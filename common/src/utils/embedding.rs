use std::{
    collections::hash_map::DefaultHasher,
    hash::{Hash, Hasher},
    sync::Arc,
};

use anyhow::{anyhow, Result};
use async_openai::{types::CreateEmbeddingRequestArgs, Client};

use crate::utils::config::AppConfig;

/// Generates embedding vectors for page text and queries. Embeddings are
/// delegated to the OpenAI API; the hashed backend exists for deterministic
/// tests without network access.
#[derive(Clone)]
pub struct EmbeddingProvider {
    inner: EmbeddingInner,
}

#[derive(Clone)]
enum EmbeddingInner {
    OpenAI {
        client: Arc<Client<async_openai::config::OpenAIConfig>>,
        model: String,
        dimensions: u32,
    },
    Hashed {
        dimension: usize,
    },
}

impl EmbeddingProvider {
    pub fn backend_label(&self) -> &'static str {
        match self.inner {
            EmbeddingInner::OpenAI { .. } => "openai",
            EmbeddingInner::Hashed { .. } => "hashed",
        }
    }

    pub fn dimension(&self) -> usize {
        match &self.inner {
            EmbeddingInner::OpenAI { dimensions, .. } => *dimensions as usize,
            EmbeddingInner::Hashed { dimension } => *dimension,
        }
    }

    pub fn from_config(config: &AppConfig) -> Self {
        let client = Arc::new(Client::with_config(config.embedding_client_config()));
        EmbeddingProvider {
            inner: EmbeddingInner::OpenAI {
                client,
                model: config.embedding_model.clone(),
                dimensions: config.embedding_dimensions,
            },
        }
    }

    pub fn new_hashed(dimension: usize) -> Self {
        EmbeddingProvider {
            inner: EmbeddingInner::Hashed {
                dimension: dimension.max(1),
            },
        }
    }

    pub async fn embed(&self, text: &str) -> Result<Vec<f32>> {
        match &self.inner {
            EmbeddingInner::Hashed { dimension } => Ok(hashed_embedding(text, *dimension)),
            EmbeddingInner::OpenAI {
                client,
                model,
                dimensions,
            } => {
                let request = CreateEmbeddingRequestArgs::default()
                    .model(model.clone())
                    .input([text])
                    .dimensions(*dimensions)
                    .build()?;

                let response = client.embeddings().create(request).await?;

                let embedding = response
                    .data
                    .first()
                    .ok_or_else(|| anyhow!("No embedding data received from OpenAI API"))?
                    .embedding
                    .clone();

                Ok(embedding)
            }
        }
    }

    pub async fn embed_batch(&self, texts: Vec<String>) -> Result<Vec<Vec<f32>>> {
        match &self.inner {
            EmbeddingInner::Hashed { dimension } => Ok(texts
                .into_iter()
                .map(|text| hashed_embedding(&text, *dimension))
                .collect()),
            EmbeddingInner::OpenAI {
                client,
                model,
                dimensions,
            } => {
                if texts.is_empty() {
                    return Ok(Vec::new());
                }

                let request = CreateEmbeddingRequestArgs::default()
                    .model(model.clone())
                    .input(texts)
                    .dimensions(*dimensions)
                    .build()?;

                let response = client.embeddings().create(request).await?;

                let embeddings: Vec<Vec<f32>> = response
                    .data
                    .into_iter()
                    .map(|item| item.embedding)
                    .collect();

                Ok(embeddings)
            }
        }
    }
}

// Helper functions for hashed embeddings
fn hashed_embedding(text: &str, dimension: usize) -> Vec<f32> {
    let dim = dimension.max(1);
    let mut vector = vec![0.0f32; dim];
    if text.is_empty() {
        return vector;
    }

    let mut token_count = 0f32;
    for token in tokens(text) {
        token_count += 1.0;
        let idx = bucket(&token, dim);
        vector[idx] += 1.0;
    }

    if token_count == 0.0 {
        return vector;
    }

    let norm = vector.iter().map(|v| v * v).sum::<f32>().sqrt();
    if norm > 0.0 {
        for value in &mut vector {
            *value /= norm;
        }
    }

    vector
}

fn tokens(text: &str) -> impl Iterator<Item = String> + '_ {
    text.split(|c: char| !c.is_ascii_alphanumeric())
        .filter(|token| !token.is_empty())
        .map(|token| token.to_ascii_lowercase())
}

fn bucket(token: &str, dimension: usize) -> usize {
    let mut hasher = DefaultHasher::new();
    token.hash(&mut hasher);
    (hasher.finish() as usize) % dimension
}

# TASK DETAILS
Write out only those lines that fall between the one containing "for value in" and the end of the entries, the first and last included, exactly as they read.

# WRITTEN REPLY
        for value in &mut vector {
            *value /= norm;
        }
    }

    vector
}

fn tokens(text: &str) -> impl Iterator<Item = String> + '_ {
    text.split(|c: char| !c.is_ascii_alphanumeric())
        .filter(|token| !token.is_empty())
        .map(|token| token.to_ascii_lowercase())
}

fn bucket(token: &str, dimension: usize) -> usize {
    let mut hasher = DefaultHasher::new();
    token.hash(&mut hasher);
    (hasher.finish() as usize) % dimension
}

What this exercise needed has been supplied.